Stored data

impl<T, A: Allocator> DoublingVec<T, A> {
    /// Creates an empty vector that acquires its storage from `allocator`.
    ///
    /// No memory is acquired until the first item is added.
    #[must_use]
    pub const fn new_in(allocator: A) -> Self {
        Self::from_buffer(RawBuffer::new_in(allocator))
    }

    pub(crate) const fn from_buffer(buffer: RawBuffer<T, A>) -> Self {
        Self { buffer, len: 0 }
    }

    /// The number of items in the vector.
    #[must_use]
    pub fn len(&self) -> usize {
        self.len
    }

    /// Whether the vector contains no items.
    #[must_use]
    pub fn is_empty(&self) -> bool {
        self.len == 0
    }

    /// The number of items the vector can hold before it needs to grow.
    #[must_use]
    pub fn capacity(&self) -> usize {
        self.buffer.capacity()
    }

    /// The allocation strategy that provides the storage of this vector.
    #[must_use]
    pub fn allocator(&self) -> &A {
        self.buffer.allocator()
    }

    /// Adds an item to the end of the vector, growing the storage if the vector is full.
    ///
    /// # Errors
    ///
    /// Returns an error if the storage needed to grow could not be acquired. The vector is
    /// unchanged in that case and the item is dropped. Use [`try_push()`][Self::try_push] to get
    /// the item back instead.
    ///
    /// # Examples
    ///
    /// ```
    /// use doubling_vec::DoublingVec;
    ///
    /// let mut numbers = DoublingVec::new();
    /// numbers.push(1).unwrap();
    /// numbers.push(2).unwrap();
    /// numbers.push(3).unwrap();
    ///
    /// assert_eq!(numbers.len(), 3);
    /// assert_eq!(numbers[1], 2);
    /// ```
    pub fn push(&mut self, item: T) -> Result<()> {
        self.reserve_for_one::<Infallible>()?;
        self.write_next(item);

        Ok(())
    }

    /// Adds an item to the end of the vector, handing the item back if the storage needed to
    /// grow could not be acquired.
    ///
    /// # Errors
    ///
    /// Returns a [`PushError`] holding the item and the reason if the vector could not grow. The
    /// vector is unchanged in that case, so the caller may retry with the returned item.
    ///
    /// # Examples
    ///
    /// ```
    /// use doubling_vec::DoublingVec;
    ///
    /// let mut words = DoublingVec::new();
    ///
    /// if let Err(error) = words.try_push("precious".to_string()) {
    ///     let word = error.into_inner();
    ///     println!("no room for {word} yet");
    /// }
    /// ```
    pub fn try_push(&mut self, item: T) -> result::Result<(), PushError<T>> {
        if let Err(error) = self.reserve_for_one::<Infallible>() {
            return Err(PushError::new(item, error));
        }

        self.write_next(item);

        Ok(())
    }

    /// Adds a copy of an item to the end of the vector, growing the storage if the vector is full.
    ///
    /// The copy is made before any growth, so a failing copy never changes the vector.
    ///
    /// # Errors
    ///
    /// Returns [`Error::ItemCopy`] if the item could not be copied, or another error if the
    /// storage needed to grow could not be acquired. The vector is unchanged in both cases.
    pub fn push_copy(&mut self, item: &T) -> Result<(), T::Error>
    where
        T: TryClone,
    {
        let copy = item.try_clone().map_err(|source| Error::ItemCopy {
            index: self.len,
            source,
        })?;

        self.reserve_for_one::<T::Error>()?;
        self.write_next(copy);

        Ok(())
    }

    /// Drops all items in index order, keeping the storage for reuse.
    ///
    /// # Examples
    ///
    /// ```
    /// use doubling_vec::DoublingVec;
    ///
    /// let mut numbers = DoublingVec::new();
    /// numbers.push(1).unwrap();
    /// numbers.push(2).unwrap();
    /// numbers.push(3).unwrap();
    ///
    /// numbers.clear();
    ///
    /// assert!(numbers.is_empty());
    /// assert!(numbers.capacity() >= 3);
    /// ```
    pub fn clear(&mut self) {
        // We forget the items before dropping them, so a panicking item destructor cannot
        // make us drop anything twice.
        let live = mem::replace(&mut self.len, 0);

        // SAFETY: The first `live` slots held initialized items that nothing else refers to
        // and that the vector no longer considers live.
        unsafe {
            ptr::drop_in_place(ptr::slice_from_raw_parts_mut(self.buffer.as_ptr(), live));
        }
    }

    /// The items of the vector as a slice.
    #[must_use]
    pub fn as_slice(&self) -> &[T] {
        // SAFETY: The first `len` slots hold initialized items and the pointer is valid (and
        // aligned) even when the vector owns no block.
        unsafe { slice::from_raw_parts(self.buffer.as_ptr(), self.len) }
    }

    /// The items of the vector as a mutable slice.
    #[must_use]
    pub fn as_mut_slice(&mut self) -> &mut [T] {
        // SAFETY: As in `as_slice()`, plus we hold an exclusive reference to the vector.
        unsafe { slice::from_raw_parts_mut(self.buffer.as_ptr(), self.len) }
    }

    /// Returns a reference to the item at `index` without checking bounds.
    ///
    /// Use indexing (`vec[index]`) for the checked variant.
    ///
    /// # Safety
    ///
    /// The caller must ensure that `index < self.len()`.
    #[must_use]
    pub unsafe fn get_unchecked(&self, index: usize) -> &T {
        // SAFETY: Forwarding the caller's guarantee.
        unsafe { self.as_slice().get_unchecked(index) }
    }

    /// Returns an exclusive reference to the item at `index` without checking bounds.
    ///
    /// # Safety
    ///
    /// The caller must ensure that `index < self.len()`.
    #[must_use]
    pub unsafe fn get_unchecked_mut(&mut self, index: usize) -> &mut T {
        // SAFETY: Forwarding the caller's guarantee.
        unsafe { self.as_mut_slice().get_unchecked_mut(index) }
    }

    /// Creates an independent copy of the vector, reporting item copy failures as errors.
    ///
    /// The copy has a capacity equal to the number of items and uses the allocation strategy
    /// returned by [`Allocator::for_copy()`] of this vector's strategy.
    ///
    /// # Errors
    ///
    /// Returns [`Error::ItemCopy`] if any item could not be copied, or another error if the
    /// storage for the copy could not be acquired. Nothing is leaked and this vector is
    /// unchanged.
    pub fn try_clone(&self) -> Result<Self, T::Error>
    where
        T: TryClone,
    {
        self.copy_with(T::try_clone)
    }

    /// Replaces the contents of this vector with a copy of `source`.
    ///
    /// The copy is completed before this vector is touched, after which the two are exchanged
    /// and the previous contents dropped.
    ///
    /// # Errors
    ///
    /// Returns an error under the same conditions as [`try_clone()`][Self::try_clone]. This
    /// vector is unchanged in that case.
    pub fn try_clone_from(&mut self, source: &Self) -> Result<(), T::Error>
    where
        T: TryClone,
    {
        let mut copy = source.try_clone()?;
        self.swap(&mut copy);

        Ok(())
    }

    /// Moves the contents of this vector into a new vector, leaving this one empty with no
    /// storage.
    ///
    /// This vector keeps a strategy obtained from [`Allocator::for_copy()`], so it remains
    /// usable. No items are touched and no memory is acquired.
    ///
    /// # Examples
    ///
    /// ```
    /// use doubling_vec::DoublingVec;
    ///
    /// let mut source = DoublingVec::new();
    /// source.push("hello").unwrap();
    ///
    /// let moved = source.take();
    ///
    /// assert_eq!(moved[0], "hello");
    /// assert_eq!(source.len(), 0);
    /// assert_eq!(source.capacity(), 0);
    /// ```
    #[must_use]
    pub fn take(&mut self) -> Self {
        let empty = Self::new_in(self.buffer.allocator().for_copy());
        mem::replace(self, empty)
    }

    /// Drops the items and storage of this vector, then moves the contents of `source` into it,
    /// leaving `source` empty with no storage.
    ///
    /// # Examples
    ///
    /// ```
    /// use doubling_vec::DoublingVec;
    ///
    /// let mut source = DoublingVec::new();
    /// source.push(1).unwrap();
    /// source.push(2).unwrap();
    ///
    /// let mut target = DoublingVec::new();
    /// target.push(99).unwrap();
    ///
    /// target.move_from(&mut source);
    ///
    /// assert_eq!(target.as_slice(), &[1, 2]);
    /// assert_eq!(source.capacity(), 0);
    /// ```
    pub fn move_from(&mut self, source: &mut Self) {
        self.clear();
        *self = source.take();
    }

    /// Exchanges the contents (items, storage and allocation strategy) of two vectors.
    pub fn swap(&mut self, other: &mut Self) {
        mem::swap(self, other);
    }

    /// Copies every item into a fresh block sized to the current length.
    fn copy_with<E>(
        &self,
        mut copy_item: impl FnMut(&T) -> result::Result<T, E>,
    ) -> Result<Self, E> {
        trace!(
            len = self.len,
            item_type = type_name::<T>(),
            "copying items into new storage"
        );

        let mut buffer =
            RawBuffer::with_capacity_in::<E>(self.len, self.buffer.allocator().for_copy())?;

        // If anything below fails, the guard drops the copies made so far and then `buffer`
        // releases the block.
        let mut fill = FillGuard::new(&mut buffer);

        for (index, item) in self.as_slice().iter().enumerate() {
            let copy = copy_item(item).map_err(|source| Error::ItemCopy { index, source })?;
            fill.push(copy);
        }

        let len = fill.finish();
        debug_assert_eq!(len, self.len);

        Ok(Self { buffer, len })
    }

    fn reserve_for_one<E>(&mut self) -> Result<(), E> {
        if self.len < self.buffer.capacity() {
            return Ok(());
        }

        self.grow()
    }

    fn grow<E>(&mut self) -> Result<(), E> {
        let old_capacity = self.buffer.capacity();

        let new_capacity = if old_capacity == 0 {
            1
        } else {
            old_capacity
                .checked_mul(2)
                .ok_or(Error::<E>::CapacityOverflow)?
        };

        trace!(
            old_capacity,
            new_capacity,
            item_type = type_name::<T>(),
            "growing storage"
        );

        // SAFETY: The first `len` slots hold initialized items and `len <= old_capacity`, which
        // is less than `new_capacity`.
        let result = unsafe { self.buffer.relocate(new_capacity, self.len) };

        if result.is_err() {
            debug!(
                old_capacity,
                new_capacity,
                item_type = type_name::<T>(),
                "growth failed, existing storage kept"
            );
        }

        result
    }

    /// # Panics
    ///
    /// Panics if the vector is full. Callers reserve space first.
    fn write_next(&mut self, item: T) {
        let slot = self.buffer.slot_ptr(self.len);

        // SAFETY: The slot is within the block (bounds checked by `slot_ptr()`) and beyond the
        // live items, so it is uninitialized and nothing refers to it.
        unsafe {
            slot.write(item);
        }

        self.len = self
            .len
            .checked_add(1)
            .expect("guarded by slot bounds check above");
    }
}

**PROBLEM**. Beginning at the first line of the data above, retype each line until you reach the line containing "pub fn len(&self)", and include that one too. Add nothing else.

**WRITTEN ANSWER**.
impl<T, A: Allocator> DoublingVec<T, A> {
    /// Creates an empty vector that acquires its storage from `allocator`.
    ///
    /// No memory is acquired until the first item is added.
    #[must_use]
    pub const fn new_in(allocator: A) -> Self {
        Self::from_buffer(RawBuffer::new_in(allocator))
    }

    pub(crate) const fn from_buffer(buffer: RawBuffer<T, A>) -> Self {
        Self { buffer, len: 0 }
    }

    /// The number of items in the vector.
    #[must_use]
    pub fn len(&self) -> usize {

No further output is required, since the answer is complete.